Two Sentences on Top 4 Seeds

North Carolina: The Tar Heels enter the tournament with another injury hanging over a star player (remember Ty Lawson in 2009?). John Henson may not be available on Friday, but North Carolina needs his defense and intangibles to get out of the region.

Kansas: Rock, chalk, solid, the Jayhawks won't beat themselves this March according to the statistical metrics. Kansas has the nation's eighth most efficient offense and defense and holds opponents to a 40 percent percentage on two-point shots, a result of Thomas Robinson and Jeff Withey disrupting any interior attempts.

Georgetown: The Hoyas intend to make each March conquest a limited possession affair, and with good reason. Georgetown doesn't allow its opponents to make threes (just 26.6 percent, best in the nation) then uses its wings to create mismatches within the Princeton set.

Michigan: You will hear a lot about head coach John Beilein's unique offensive sets, and the difficulty preparing for his Wolverines on short rest. Michigan lost just twice when the opponent had less than two full days to prepare, which is a good indicator of a Sweet 16 visit.

Team No One is Talking About...But Should Be

North Carolina State: The Wolfpack's raucous reaction to their tournament inclusion has made YouTube history, yet no one should forget their play on the floor at the ACC Tournament and in season-ending victories over Miami and Virginia Tech. North Carolina State also has the added benefit of playing a 12:40 p.m. tip in Dayton against a team from the west coast (San Diego State). If you ever read my book, you know the historical trends of those west coast teams going east for an early afternoon tip.

Cinderella Hopeful

Belmont: For the second straight season, loves the Bruins. It didn't end well last year, but Belmont can't be dismissed because it values possessions, plays tournament-average defense and is facing off against a team (Georgetown) that won't try to push tempo. The Bruins also aren't afraid of the big stage, starting the season with a one-point loss in Cameron Indoor Stadium.

Second Round

North Carolina over Lamar Creighton over Alabama California over Temple Michigan over Ohio North Carolina State over San Diego State Georgetown over Belmont Purdue over Saint Mary's Kansas over Detroit

Thoughts: California or South Florida would give Temple fits with length and athleticism, and the Owls aren't exactly entering the tournament with a wave of momentum. We already discussed North Carolina State's decided advantage. Purdue's guard play will wear down Saint Mary's standout Matthew Dellavedova.

Third Round

North Carolina over Creighton Michigan over California North Carolina State over Georgetown Kansas over Purdue

Thoughts: C.J. Leslie must stay on the floor (despite poor officiating he committed several careless fouls against North Carolina) because he is the Wolfpack's most important player, and the one playing with the most confidence down the stretch. The Wolfpack also need to get the adjusted tempo into the high 60s (North Carolina plays to a 68.1 adjusted tempo while Georgetown plays to 63.3).

Fourth Round

North Carolina over Michigan Kansas over North Carolina State

Thoughts: Will we see the legendary Bonnie Bernstein interview in which then- Kansas head coach Roy Williams said he didn't, "give a flip about North Carolina" following the Jayhawks national championship game loss? I hope not. Both programs have succeeded under new leadership -- UNC with Williams and Kansas with Bill Self. As I stated above, the Jayhawks will force the Tar Heels to be patient and defend for the better part of 30 seconds on each possession. UNC's discipline level will be the difference.

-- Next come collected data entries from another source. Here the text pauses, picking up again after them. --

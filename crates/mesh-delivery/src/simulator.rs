//! Deterministic flood network simulator
//!
//! Runs a set of [`DeliveryEngine`]s connected by point-to-point links and
//! moves records between them one at a time, so tests can exercise causal
//! delivery under loss, duplication, reordering and partitions without any
//! async runtime.
//!
//! Forwarding follows the live protocol: a node that accepts a new message
//! sends it on every link except the one it arrived on.

use crate::engine::{DeliveryEngine, Receipt};
use crate::sink::{ApplicationSink, ChatLog};
use mesh_core::{ChatMessage, MessageId, NodeId, WireRecord};
use serde::{Deserialize, Serialize};
use std::collections::{BTreeSet, VecDeque};

/// A record in flight on the link `from → to`.
#[derive(Debug, Clone)]
pub struct Envelope {
    pub from: usize,
    pub to: usize,
    pub record: WireRecord,
}

/// Shape of the initial link set.
#[derive(Debug, Clone, PartialEq, Eq, Serialize, Deserialize)]
pub enum Topology {
    /// Every pair of nodes is linked.
    FullMesh,
    /// `0 - 1 - 2 - ... - n-1`
    Line,
    /// A line whose ends are also linked.
    Ring,
    /// Explicit undirected links.
    Custom(Vec<(usize, usize)>),
}

impl Topology {
    pub fn links(&self, n: usize) -> Vec<(usize, usize)> {
        match self {
            Topology::FullMesh => (0..n)
                .flat_map(|i| ((i + 1)..n).map(move |j| (i, j)))
                .collect(),
            Topology::Line => (1..n).map(|i| (i - 1, i)).collect(),
            Topology::Ring => {
                let mut links: Vec<_> = (1..n).map(|i| (i - 1, i)).collect();
                if n > 2 {
                    links.push((n - 1, 0));
                }
                links
            }
            Topology::Custom(links) => links
                .iter()
                .copied()
                .filter(|&(a, b)| a != b && a < n && b < n)
                .collect(),
        }
    }
}

/// Network configuration for simulation
#[derive(Debug, Clone, Default, Serialize, Deserialize)]
pub struct NetworkConfig {
    /// Probability of message loss (0.0 - 1.0)
    pub loss_rate: f64,
    /// Probability of message duplication (0.0 - 1.0)
    pub dup_rate: f64,
    /// Probability of message reordering (0.0 - 1.0)
    pub reorder_rate: f64,
}

impl NetworkConfig {
    /// Create a lossy network configuration
    pub fn lossy(loss_rate: f64) -> Self {
        Self {
            loss_rate,
            ..Default::default()
        }
    }

    /// Create a network with duplicates
    pub fn with_dups(dup_rate: f64) -> Self {
        Self {
            dup_rate,
            ..Default::default()
        }
    }

    /// Create a network that only reorders
    pub fn reordering(reorder_rate: f64) -> Self {
        Self {
            reorder_rate,
            ..Default::default()
        }
    }

    /// Create a chaotic network (all problems)
    pub fn chaotic() -> Self {
        Self {
            loss_rate: 0.1,
            dup_rate: 0.2,
            reorder_rate: 0.3,
        }
    }
}

/// Links in flight, with seeded fault injection.
#[derive(Debug)]
pub struct NetworkSimulator {
    in_flight: VecDeque<Envelope>,
    lost: Vec<Envelope>,
    config: NetworkConfig,
    rng_state: u64,
}

impl NetworkSimulator {
    pub fn new(config: NetworkConfig) -> Self {
        Self::with_seed(config, 12345)
    }

    pub fn with_seed(config: NetworkConfig, seed: u64) -> Self {
        Self {
            in_flight: VecDeque::new(),
            lost: Vec::new(),
            config,
            rng_state: seed,
        }
    }

    /// Simple LCG random number generator
    fn next_random(&mut self) -> f64 {
        self.rng_state = self.rng_state.wrapping_mul(1103515245).wrapping_add(12345);
        ((self.rng_state >> 16) & 0x7fff) as f64 / 32768.0
    }

    pub fn send(&mut self, envelope: Envelope) {
        if self.next_random() < self.config.loss_rate {
            self.lost.push(envelope);
            return;
        }

        if self.next_random() < self.config.dup_rate {
            self.in_flight.push_back(envelope.clone());
        }

        self.in_flight.push_back(envelope);
        if self.next_random() < self.config.reorder_rate && self.in_flight.len() > 1 {
            let last = self.in_flight.len() - 1;
            let pos = ((self.next_random() * last as f64) as usize).min(last);
            self.in_flight.swap(pos, last);
        }
    }

    pub fn receive(&mut self) -> Option<Envelope> {
        self.in_flight.pop_front()
    }

    /// Re-send lost records (simulates link-level retransmission)
    pub fn retransmit_lost(&mut self) {
        for envelope in self.lost.drain(..) {
            self.in_flight.push_back(envelope);
        }
    }

    /// Drop everything in flight on the link between `a` and `b`.
    pub fn cut(&mut self, a: usize, b: usize) {
        let on_link = |e: &Envelope| (e.from == a && e.to == b) || (e.from == b && e.to == a);
        self.in_flight.retain(|e| !on_link(e));
        self.lost.retain(|e| !on_link(e));
    }

    pub fn is_empty(&self) -> bool {
        self.in_flight.is_empty()
    }

    pub fn in_flight_count(&self) -> usize {
        self.in_flight.len()
    }

    pub fn lost_count(&self) -> usize {
        self.lost.len()
    }
}

/// One simulated participant.
#[derive(Debug)]
pub struct SimNode {
    pub engine: DeliveryEngine,
    pub log: ChatLog,
    /// Delivered ids, in delivery order.
    pub delivered: Vec<MessageId>,
    pub links: BTreeSet<usize>,
}

impl SimNode {
    fn new(id: NodeId) -> Self {
        Self {
            engine: DeliveryEngine::new(id),
            log: ChatLog::new(),
            delivered: Vec::new(),
            links: BTreeSet::new(),
        }
    }

    fn record(&mut self, messages: &[ChatMessage]) {
        for message in messages {
            self.log.deliver(message);
            self.delivered.push(message.message_id());
        }
    }

    /// Index of `id` in this node's delivery order.
    pub fn position(&self, id: &MessageId) -> Option<usize> {
        self.delivered.iter().position(|d| d == id)
    }
}

/// A cluster of engines joined by a simulated flood network
#[derive(Debug)]
pub struct FloodCluster {
    nodes: Vec<SimNode>,
    network: NetworkSimulator,
    transmissions: usize,
    sent: Vec<ChatMessage>,
}

impl FloodCluster {
    /// Create `n` nodes named `node_0 .. node_{n-1}`.
    pub fn new(n: usize, topology: Topology, config: NetworkConfig) -> Self {
        let ids: Vec<String> = (0..n).map(|i| format!("node_{}", i)).collect();
        Self::with_ids(&ids, topology, NetworkSimulator::new(config))
    }

    pub fn with_ids<S: AsRef<str>>(ids: &[S], topology: Topology, network: NetworkSimulator) -> Self {
        let mut cluster = Self {
            nodes: ids
                .iter()
                .map(|id| SimNode::new(NodeId::new(id.as_ref())))
                .collect(),
            network,
            transmissions: 0,
            sent: Vec::new(),
        };
        for (a, b) in topology.links(ids.len()) {
            cluster.connect(a, b);
        }
        cluster
    }

    pub fn node(&self, idx: usize) -> &SimNode {
        &self.nodes[idx]
    }

    pub fn engine(&self, idx: usize) -> &DeliveryEngine {
        &self.nodes[idx].engine
    }

    pub fn len(&self) -> usize {
        self.nodes.len()
    }

    pub fn is_empty(&self) -> bool {
        self.nodes.is_empty()
    }

    /// Records put on links so far (duplicates from the network excluded).
    pub fn transmissions(&self) -> usize {
        self.transmissions
    }

    /// Every message submitted so far, in submit order.
    pub fn sent(&self) -> &[ChatMessage] {
        &self.sent
    }

    pub fn network(&self) -> &NetworkSimulator {
        &self.network
    }

    /// Open a link. Returns `false` if it already existed.
    pub fn connect(&mut self, a: usize, b: usize) -> bool {
        if a == b {
            return false;
        }
        let added = self.nodes[a].links.insert(b);
        self.nodes[b].links.insert(a);
        added
    }

    /// Close a link and drop whatever was in flight on it.
    pub fn disconnect(&mut self, a: usize, b: usize) {
        self.nodes[a].links.remove(&b);
        self.nodes[b].links.remove(&a);
        self.network.cut(a, b);
    }

    /// Open a link and exchange causal context over it, as a joining node does.
    pub fn handshake(&mut self, a: usize, b: usize) {
        self.connect(a, b);
        for (from, to) in [(a, b), (b, a)] {
            let clock = self.nodes[from].engine.causal_context();
            self.send(from, to, WireRecord::Context { clock });
        }
    }

    /// Submit a message at `idx` and flood it to all of its links.
    pub fn submit(&mut self, idx: usize, body: impl Into<String>) -> ChatMessage {
        let submitted = self.nodes[idx].engine.submit(body);
        self.nodes[idx].record(&submitted.delivered);
        self.flood(idx, None, &submitted.message);
        self.sent.push(submitted.message.clone());
        submitted.message
    }

    /// Hand `message` to `to` as if it arrived on the link from `from`.
    pub fn inject(&mut self, from: usize, to: usize, message: ChatMessage) -> Receipt {
        let receipt = self.nodes[to].engine.receive(message);
        if let Receipt::Accepted { forward, delivered } = &receipt {
            self.nodes[to].record(delivered);
            self.flood(to, Some(from), forward);
        }
        receipt
    }

    fn flood(&mut self, at: usize, except: Option<usize>, message: &ChatMessage) {
        let targets: Vec<usize> = self.nodes[at]
            .links
            .iter()
            .copied()
            .filter(|&l| Some(l) != except)
            .collect();
        for to in targets {
            self.send(at, to, WireRecord::Chat(message.clone()));
        }
    }

    fn send(&mut self, from: usize, to: usize, record: WireRecord) {
        self.transmissions += 1;
        self.network.send(Envelope { from, to, record });
    }

    /// Process one record in flight
    pub fn process_one(&mut self) -> bool {
        let Some(envelope) = self.network.receive() else {
            return false;
        };

        // The link may have closed while the record was in flight.
        if !self.nodes[envelope.to].links.contains(&envelope.from) {
            return true;
        }

        match envelope.record {
            WireRecord::Chat(message) => {
                self.inject(envelope.from, envelope.to, message);
            }
            WireRecord::Context { clock } => {
                let node = &mut self.nodes[envelope.to];
                let delivered = node.engine.merge_context(&clock);
                node.record(&delivered);
            }
        }
        true
    }

    /// Run until the network is empty
    pub fn drain_network(&mut self) {
        while self.process_one() {}
    }

    /// Retransmit lost records and process
    pub fn retransmit_and_process(&mut self) {
        self.network.retransmit_lost();
        self.drain_network();
    }

    /// Messages buffered across all nodes.
    pub fn total_pending(&self) -> usize {
        self.nodes.iter().map(|n| n.engine.buffer().len()).sum()
    }

    /// Every node delivered the same set of messages and nothing is buffered.
    pub fn is_converged(&self) -> bool {
        let Some(first) = self.nodes.first() else {
            return true;
        };
        let expected: BTreeSet<&MessageId> = first.delivered.iter().collect();
        self.nodes.iter().all(|n| {
            n.engine.buffer().is_empty()
                && n.delivered.len() == expected.len()
                && n.delivered.iter().collect::<BTreeSet<_>>() == expected
        })
    }
}

#[cfg(test)]
mod tests {
    use super::*;

    #[test]
    fn test_topology_links() {
        assert_eq!(Topology::FullMesh.links(3), vec![(0, 1), (0, 2), (1, 2)]);
        assert_eq!(Topology::Line.links(3), vec![(0, 1), (1, 2)]);
        assert_eq!(Topology::Ring.links(3), vec![(0, 1), (1, 2), (2, 0)]);
        assert_eq!(Topology::Ring.links(2), vec![(0, 1)]);
        assert_eq!(
            Topology::Custom(vec![(0, 0), (0, 5), (1, 0)]).links(2),
            vec![(1, 0)]
        );
    }

    #[test]
    fn test_network_simulator_basic() {
        let mut net = NetworkSimulator::new(NetworkConfig::default());
        let msg = ChatMessage::new(NodeId::new("a"), 1, "hi", &Default::default());
        net.send(Envelope {
            from: 0,
            to: 1,
            record: WireRecord::Chat(msg.clone()),
        });

        assert_eq!(net.in_flight_count(), 1);
        let envelope = net.receive().unwrap();
        assert_eq!(envelope.record, WireRecord::Chat(msg));
        assert!(net.is_empty());
    }

    #[test]
    fn test_full_mesh_broadcast() {
        let mut cluster = FloodCluster::new(3, Topology::FullMesh, NetworkConfig::default());
        let sent = cluster.submit(0, "hello");
        cluster.drain_network();

        for i in 0..3 {
            assert_eq!(cluster.node(i).delivered, vec![sent.message_id()]);
            assert_eq!(cluster.engine(i).dedup().len(), 1);
        }
        // 2 initial sends, then each receiver forwards to its one other link.
        assert_eq!(cluster.transmissions(), 4);
        assert!(cluster.is_converged());
    }

    #[test]
    fn test_line_relays_through_middle() {
        let mut cluster = FloodCluster::new(3, Topology::Line, NetworkConfig::default());
        cluster.submit(0, "over the hill");
        cluster.drain_network();

        assert_eq!(cluster.node(2).log.len(), 1);
        assert!(cluster.node(2).log.entries()[0].ends_with(": over the hill"));
        assert!(cluster.is_converged());
    }

    #[test]
    fn test_disconnect_drops_in_flight() {
        let mut cluster = FloodCluster::new(2, Topology::Line, NetworkConfig::default());
        cluster.submit(0, "lost");
        cluster.disconnect(0, 1);
        cluster.drain_network();

        assert!(cluster.node(1).delivered.is_empty());
        assert!(!cluster.is_converged());
    }
}
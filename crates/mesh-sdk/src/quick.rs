//! Shortcuts for standing up in-memory meshes.

use crate::config::NodeConfig;
use crate::error::Result;
use crate::network::{create_topology, LinkTransport, MemoryTransport};
use crate::node::ChatNode;
use mesh_delivery::Topology;
use std::sync::Arc;

/// A set of nodes wired over memory transports.
///
/// Transports are kept so links can be cut and restored while the nodes run.
pub struct MemoryMesh {
    pub nodes: Vec<ChatNode>,
    pub transports: Vec<Arc<MemoryTransport>>,
}

impl MemoryMesh {
    pub fn node(&self, idx: usize) -> &ChatNode {
        &self.nodes[idx]
    }

    pub fn len(&self) -> usize {
        self.nodes.len()
    }

    pub fn is_empty(&self) -> bool {
        self.nodes.is_empty()
    }

    /// Open a link between two nodes. Returns `false` if already linked.
    pub fn connect(&self, a: usize, b: usize) -> bool {
        self.transports[a].connect_to(&self.transports[b])
    }

    /// Close the link between two nodes. Returns `false` if not linked.
    pub fn disconnect(&self, a: usize, b: usize) -> bool {
        self.transports[a].disconnect_from(&self.transports[b])
    }

    /// Stop every node.
    pub async fn shutdown(self) -> Result<()> {
        for node in self.nodes {
            node.shutdown().await?;
        }
        Ok(())
    }
}

/// Spawn one node per id, linked according to `topology`.
///
/// Each node's id is its transport id; every other field comes from `base`.
pub fn spawn_mesh<S: AsRef<str>>(
    ids: &[S],
    topology: &Topology,
    base: NodeConfig,
) -> Result<MemoryMesh> {
    let transports: Vec<_> = create_topology(ids, topology)
        .into_iter()
        .map(Arc::new)
        .collect();

    let nodes = transports
        .iter()
        .map(|transport| {
            let config = NodeConfig {
                node_id: Some(transport.local_id().as_str().into()),
                ..base.clone()
            };
            ChatNode::spawn(config, transport.clone())
        })
        .collect::<Result<Vec<_>>>()?;

    Ok(MemoryMesh { nodes, transports })
}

Midwest champion: North Carolina. Over 40 minutes, a collection of All- Americans will edge a team devoid of any with a late wave of talent too tough to overcome.

Final Four

Kentucky over Missouri Ohio State over North Carolina

National champion: Kentucky. When all else fails, always, always go with the best team. March is known for Cinderella and upsets, but when the dusts settles, the best team or the team playing the best usually wins out. That team is Kentucky on both fronts. John Calipari will finally capture his first national championship on the first Monday night in April.